Scénario : Alessandro Pignocchi et Claire Braud
Dessin : Claire Braud
Editions : Casterman
Sortie : 3 février 2016
Genre : essai graphique
Si la bande dessinée a jadis acquis ses lettres de noblesse par le biais de la fiction et de l’imagination, jusqu’à parvenir à rivaliser voire même, le cas échéant, dépasser a littérature sur ce qui fut longtemps son terrain exclusif, le neuvième art a, depuis lors, eu l’occasion de se diversifier. Les auteurs ont joué au touche-à-tout en investissant peu à peu les domaines du journalisme, du grand reportage, des sciences et j’en passe. Aujourd’hui, avec Chantier interdit au public, nous abordons une œuvre qui puise son inspiration dans le terreau très fertile des sciences humaines, et plus précisément de la sociologie.
Chantier interdit au public (version BD) nous invite à suivre quelques personnages au cours de leur quotidien type. Hassan Zidane est sans-papiers, il travaille au noir sur les chantiers de construction via des agences d’intérim qui lui trouvent du boulot de façon hebdomadaire. Bien entendu, pour ces travailleurs irréguliers, les journées ne sont pas toujours roses : on survit plutôt qu’on ne vit. En plus d’être sous-payés, les intérimaires sont sous-traités par leurs boss. Hassan par exemple travaille comme soudeur, il parait que c’est à cause de ses origines maghrébines. Les noirs africains, eux, sont cantonnés au rang de manoeuvre. Sur l’échelle du pire, ils ont atteint l’échelon du bas, et impossible de s’en déloger tant qu’ils n’obtiendront pas leur permis de séjour !
La survie est donc organisée pour tous ces immigrés dans un climat d’exploitation scandaleuse et de racisme primaire. Pressés comme des citrons par des boss (bien en règles, eux), les travailleurs passent leurs journées dans la peur du licenciement séance tenante ou pire : dans la peur du contrôle surprise ! La venue des inspecteurs ou une descente policière surprise rime avec déportation. Quant aux normes de sécurité supposées vous mettre à l’abri d’un accident de travail, on n’y songe même pas. Malgré tout, les travailleurs au noir s’estiment encore chanceux car, eux au moins, ils ont de quoi nourrir leurs familles. Quelqu’un voit une ombre au tableau ?
Le contenu de l’oeuvre prend racine dans un essai de sociologie réalisé par le chercheur Nicolas Jounin en 2008, également intitulé Chantier interdit au public.
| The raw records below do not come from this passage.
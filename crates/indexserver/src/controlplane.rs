//! Client for the source of truth: the control plane that assigns
//! repositories to nodes and serves their index options.
//!
//! The wire contract is two POST operations. `list` returns the
//! authoritative owned set for a hostname. `search-configuration` returns
//! IndexOptions for the requested ids, delta-encoded against an opaque
//! fingerprint: the client echoes the last fingerprint it saw and the server
//! answers with only the entries that changed since. An empty response body
//! is a valid "nothing changed" reply.

use anyhow::Context;
use models::{IndexOptions, RepoId};

/// Header carrying the configuration fingerprint in both directions.
pub const FINGERPRINT_HEADER: &str = "X-Index-Fingerprint";

/// How many ids go into one `search_configuration` call.
pub const CONFIG_BATCH_SIZE: usize = 1000;

/// An opaque server-issued token. The only supported operations are
/// "remember the last one" and "send it back verbatim"; it is never parsed.
#[derive(Clone, Debug, PartialEq, Eq)]
pub struct Fingerprint(String);

impl Fingerprint {
    pub fn new(token: impl Into<String>) -> Self {
        Self(token.into())
    }
    pub fn as_str(&self) -> &str {
        &self.0
    }
}

/// One entry of a configuration response: either the options for a
/// repository, or a per-repository error the server wants surfaced.
#[derive(Debug, serde::Deserialize)]
#[serde(untagged)]
pub enum ConfigItem {
    // Order matters for untagged deserialization: an error object would
    // also satisfy IndexOptions (every field there has a default).
    #[serde(rename_all = "camelCase")]
    Error { repo_id: RepoId, error: String },
    Options(Box<IndexOptions>),
}

#[derive(Debug, Default)]
pub struct ConfigBatch {
    pub items: Vec<ConfigItem>,
    pub fingerprint: Option<Fingerprint>,
}

/// The two operations of the source of truth. A trait so tests substitute a
/// deterministic in-memory implementation.
#[async_trait::async_trait]
pub trait ConfigSource: Send + Sync {
    /// Authoritative set of repository ids assigned to `hostname`. The
    /// already-indexed ids inform the server's rebalancing decisions.
    async fn list(&self, hostname: &str, indexed: &[RepoId]) -> anyhow::Result<Vec<RepoId>>;

    /// Options for `ids` that changed since `fingerprint` was issued.
    async fn search_configuration(
        &self,
        ids: &[RepoId],
        fingerprint: Option<&Fingerprint>,
    ) -> anyhow::Result<ConfigBatch>;
}

pub struct HttpConfigSource {
    client: reqwest::Client,
    base: url::Url,
    hostname_hint: String,
}

impl HttpConfigSource {
    pub fn new(base: url::Url) -> anyhow::Result<Self> {
        let client = reqwest::Client::builder()
            .timeout(std::time::Duration::from_secs(60))
            .build()
            .context("failed to build HTTP client")?;
        Ok(Self {
            hostname_hint: base.host_str().unwrap_or_default().to_string(),
            client,
            base,
        })
    }

    fn endpoint(&self, name: &str) -> anyhow::Result<url::Url> {
        let mut url = self.base.clone();
        url.path_segments_mut()
            .map_err(|()| anyhow::anyhow!("source-of-truth URL cannot be a base: {}", self.base))?
            .pop_if_empty()
            .extend(["indexer", "v1", name]);
        Ok(url)
    }
}

#[derive(serde::Serialize)]
#[serde(rename_all = "camelCase")]
struct ListRequest<'a> {
    hostname: &'a str,
    indexed_ids: &'a [RepoId],
}

#[derive(serde::Deserialize)]
#[serde(rename_all = "camelCase")]
struct ListResponse {
    repo_ids: Vec<RepoId>,
}

#[derive(serde::Serialize)]
#[serde(rename_all = "camelCase")]
struct ConfigRequest<'a> {
    repo_ids: &'a [RepoId],
}

#[async_trait::async_trait]
impl ConfigSource for HttpConfigSource {
    #[tracing::instrument(skip_all, fields(host = %self.hostname_hint, indexed = indexed.len()))]
    async fn list(&self, hostname: &str, indexed: &[RepoId]) -> anyhow::Result<Vec<RepoId>> {
        let response = self
            .client
            .post(self.endpoint("list")?)
            .json(&ListRequest {
                hostname,
                indexed_ids: indexed,
            })
            .send()
            .await
            .context("list request failed")?
            .error_for_status()
            .context("list request was rejected")?;

        let body: ListResponse = response.json().await.context("malformed list response")?;
        Ok(body.repo_ids)
    }

    #[tracing::instrument(skip_all, fields(ids = ids.len()))]
    async fn search_configuration(
        &self,
        ids: &[RepoId],
        fingerprint: Option<&Fingerprint>,
    ) -> anyhow::Result<ConfigBatch> {
        let mut request = self
            .client
            .post(self.endpoint("search-configuration")?)
            .json(&ConfigRequest { repo_ids: ids });
        if let Some(fingerprint) = fingerprint {
            request = request.header(FINGERPRINT_HEADER, fingerprint.as_str());
        }

        let response = request
            .send()
            .await
            .context("search-configuration request failed")?
            .error_for_status()
            .context("search-configuration request was rejected")?;

        let fingerprint = response
            .headers()
            .get(FINGERPRINT_HEADER)
            .and_then(|v| v.to_str().ok())
            .map(Fingerprint::new);

        let body = response
            .text()
            .await
            .context("failed to read search-configuration response")?;
        Ok(ConfigBatch {
            items: parse_items(&body)?,
            fingerprint,
        })
    }
}

fn parse_items(body: &str) -> anyhow::Result<Vec<ConfigItem>> {
    if body.trim().is_empty() {
        return Ok(Vec::new());
    }
    serde_json::from_str(body).context("malformed search-configuration response")
}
Sachant cela, on peut difficilement s’empêcher de regretter que la BD ne pousse pas son propos un peu plus loin. En effet, si le lecteur est un minimum au courant du fonctionnement de la société contemporaine, cette lecture ne lui apprendra pas grand chose. Quoique l’effort didactique est intéressant, on a l’impression que les auteurs ont pris le parti de ne pas rendre le propos trop intello, sans doute par peur de rendre la BD indigeste… Dommage, car il en résulte une oeuvre qui ne fera qu’illustrer un état de fait déjà connu, au lieu de nous en apprendre un rayon sur un sujet qui reste à creuser.
L’autre point où le bât blesse, c’est au niveau graphique. Le dessin en noir et blanc de Claire Braud donne souvent la désagréable impression d’avoir été gribouillé à la va-vite par quelqu’un qui ne maîtrise pas spécialement l’art du trait ni celui des nuances de gris… Certes, rien de catastrophique, et de toute évidence le fond prime sur la forme, mais c’est quand même décevant. Si l’on n’ira pas jusqu’à dire que les croquis déservent le propos de l’auteur, on affirmera quand même qu’à aucun moment, on n’a eu le sentiment d’avoir un bel objet entre les mains.